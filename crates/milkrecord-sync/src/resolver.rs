//! # Conflict Resolver
//!
//! Version comparison against the remote copy before every push.
//!
//! ```text
//!   remote row?   remote.version vs local   result
//!   ──────────    ──────────────────────    ─────────────────
//!   absent        -                         no conflict
//!   present       remote >  local           CONFLICT (skip push)
//!   present       remote <= local           no conflict (overwrite)
//! ```
//!
//! Equal versions do not conflict: the local copy overwrites. There is no
//! merge; a conflict parks the record until an operator resets it.

use milkrecord_core::{ConflictResult, RecordKind};
use std::sync::Arc;
use std::time::Duration;
use tracing::debug;

use crate::error::SyncResult;
use crate::remote::{bounded, RemoteStore};

#[derive(Clone)]
pub struct ConflictResolver {
    remote: Arc<dyn RemoteStore>,
    timeout: Duration,
}

impl ConflictResolver {
    pub fn new(remote: Arc<dyn RemoteStore>, timeout: Duration) -> Self {
        ConflictResolver { remote, timeout }
    }

    /// Reads the remote copy and compares versions.
    ///
    /// A failed read is an error, never "no conflict": the caller must not
    /// push over a row it could not see.
    pub async fn check_conflict(
        &self,
        kind: RecordKind,
        id: &str,
        local_version: i64,
    ) -> SyncResult<ConflictResult> {
        let remote = bounded(self.timeout, self.remote.get(kind, id)).await?;

        let result = match remote {
            Some(remote) => ConflictResult::compare(local_version, &remote),
            None => ConflictResult::absent(),
        };

        debug!(
            kind = %kind,
            id,
            local_version,
            remote_version = ?result.remote_version,
            has_conflict = result.has_conflict,
            "Conflict check"
        );

        Ok(result)
    }
}

impl std::fmt::Debug for ConflictResolver {
    fn fmt(&self, f: &mut std::fmt::Formatter<'_>) -> std::fmt::Result {
        f.debug_struct("ConflictResolver")
            .field("remote", &self.remote.name())
            .field("timeout", &self.timeout)
            .finish()
    }
}

#[cfg(test)]
mod tests {
    use super::*;
    use crate::remote::MemoryRemoteStore;
    use chrono::Utc;
    use milkrecord_core::{Record, SyncStatus};
    use serde_json::json;

    fn seeded(version: i64) -> Arc<MemoryRemoteStore> {
        let remote = Arc::new(MemoryRemoteStore::new());
        let now = Utc::now();
        remote.put(
            RecordKind::Customers,
            Record {
                id: "c1".into(),
                device_id: "device-b".into(),
                payload: json!({"name": "Sita"}),
                version,
                sync_status: SyncStatus::Synced,
                created_at: now,
                updated_at: now,
            },
        );
        remote
    }

    #[tokio::test]
    async fn test_remote_ahead_conflicts() {
        let resolver = ConflictResolver::new(seeded(5), Duration::from_secs(1));

        let result = resolver.check_conflict(RecordKind::Customers, "c1", 2).await.unwrap();
        assert!(result.has_conflict);
        assert_eq!(result.remote_version, Some(5));
        assert_eq!(result.remote_payload, Some(json!({"name": "Sita"})));
    }

    #[tokio::test]
    async fn test_equal_versions_do_not_conflict() {
        let resolver = ConflictResolver::new(seeded(3), Duration::from_secs(1));
        let result = resolver.check_conflict(RecordKind::Customers, "c1", 3).await.unwrap();
        assert!(!result.has_conflict);
    }

    #[tokio::test]
    async fn test_absent_row_does_not_conflict() {
        let resolver = ConflictResolver::new(seeded(3), Duration::from_secs(1));
        let result = resolver.check_conflict(RecordKind::Sales, "c1", 1).await.unwrap();
        assert_eq!(result, ConflictResult::absent());
    }

    #[tokio::test]
    async fn test_read_failure_is_an_error() {
        let remote = seeded(1);
        remote.fail_gets(true);
        let resolver = ConflictResolver::new(remote, Duration::from_secs(1));

        assert!(resolver.check_conflict(RecordKind::Customers, "c1", 1).await.is_err());
    }
}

## Task directions
Transcribe the material exactly as it reads.

## Reply to the task
filename crates/milkrecord-sync/src/resolver.rs
//! # Conflict Resolver
//!
//! Version comparison against the remote copy before every push.
//!
//! ```text
//!   remote row?   remote.version vs local   result
//!   ──────────    ──────────────────────    ─────────────────
//!   absent        -                         no conflict
//!   present       remote >  local           CONFLICT (skip push)
//!   present       remote <= local           no conflict (overwrite)
//! ```
//!
//! Equal versions do not conflict: the local copy overwrites. There is no
//! merge; a conflict parks the record until an operator resets it.

use milkrecord_core::{ConflictResult, RecordKind};
use std::sync::Arc;
use std::time::Duration;
use tracing::debug;

use crate::error::SyncResult;
use crate::remote::{bounded, RemoteStore};

#[derive(Clone)]
pub struct ConflictResolver {
    remote: Arc<dyn RemoteStore>,
    timeout: Duration,
}

impl ConflictResolver {
    pub fn new(remote: Arc<dyn RemoteStore>, timeout: Duration) -> Self {
        ConflictResolver { remote, timeout }
    }

    /// Reads the remote copy and compares versions.
    ///
    /// A failed read is an error, never "no conflict": the caller must not
    /// push over a row it could not see.
    pub async fn check_conflict(
        &self,
        kind: RecordKind,
        id: &str,
        local_version: i64,
    ) -> SyncResult<ConflictResult> {
        let remote = bounded(self.timeout, self.remote.get(kind, id)).await?;

        let result = match remote {
            Some(remote) => ConflictResult::compare(local_version, &remote),
            None => ConflictResult::absent(),
        };

        debug!(
            kind = %kind,
            id,
            local_version,
            remote_version = ?result.remote_version,
            has_conflict = result.has_conflict,
            "Conflict check"
        );

        Ok(result)
    }
}

impl std::fmt::Debug for ConflictResolver {
    fn fmt(&self, f: &mut std::fmt::Formatter<'_>) -> std::fmt::Result {
        f.debug_struct("ConflictResolver")
            .field("remote", &self.remote.name())
            .field("timeout", &self.timeout)
            .finish()
    }
}

#[cfg(test)]
mod tests {
    use super::*;
    use crate::remote::MemoryRemoteStore;
    use chrono::Utc;
    use milkrecord_core::{Record, SyncStatus};
    use serde_json::json;

    fn seeded(version: i64) -> Arc<MemoryRemoteStore> {
        let remote = Arc::new(MemoryRemoteStore::new());
        let now = Utc::now();
        remote.put(
            RecordKind::Customers,
            Record {
                id: "c1".into(),
                device_id: "device-b".into(),
                payload: json!({"name": "Sita"}),
                version,
                sync_status: SyncStatus::Synced,
                created_at: now,
                updated_at: now,
            },
        );
        remote
    }

    #[tokio::test]
    async fn test_remote_ahead_conflicts() {
        let resolver = ConflictResolver::new(seeded(5), Duration::from_secs(1));

        let result = resolver.check_conflict(RecordKind::Customers, "c1", 2).await.unwrap();
        assert!(result.has_conflict);
        assert_eq!(result.remote_version, Some(5));
        assert_eq!(result.remote_payload, Some(json!({"name": "Sita"})));
    }

    #[tokio::test]
    async fn test_equal_versions_do_not_conflict() {
        let resolver = ConflictResolver::new(seeded(3), Duration::from_secs(1));
        let result = resolver.check_conflict(RecordKind::Customers, "c1", 3).await.unwrap();
        assert!(!result.has_conflict);
    }

    #[tokio::test]
    async fn test_absent_row_does_not_conflict() {
        let resolver = ConflictResolver::new(seeded(3), Duration::from_secs(1));
        let result = resolver.check_conflict(RecordKind::Sales, "c1", 1).await.unwrap();
        assert_eq!(result, ConflictResult::absent());
    }

    #[tokio::test]
    async fn test_read_failure_is_an_error() {
        let remote = seeded(1);
        remote.fail_gets(true);
        let resolver = ConflictResolver::new(remote, Duration::from_secs(1));

        assert!(resolver.check_conflict(RecordKind::Customers, "c1", 1).await.is_err());
    }
}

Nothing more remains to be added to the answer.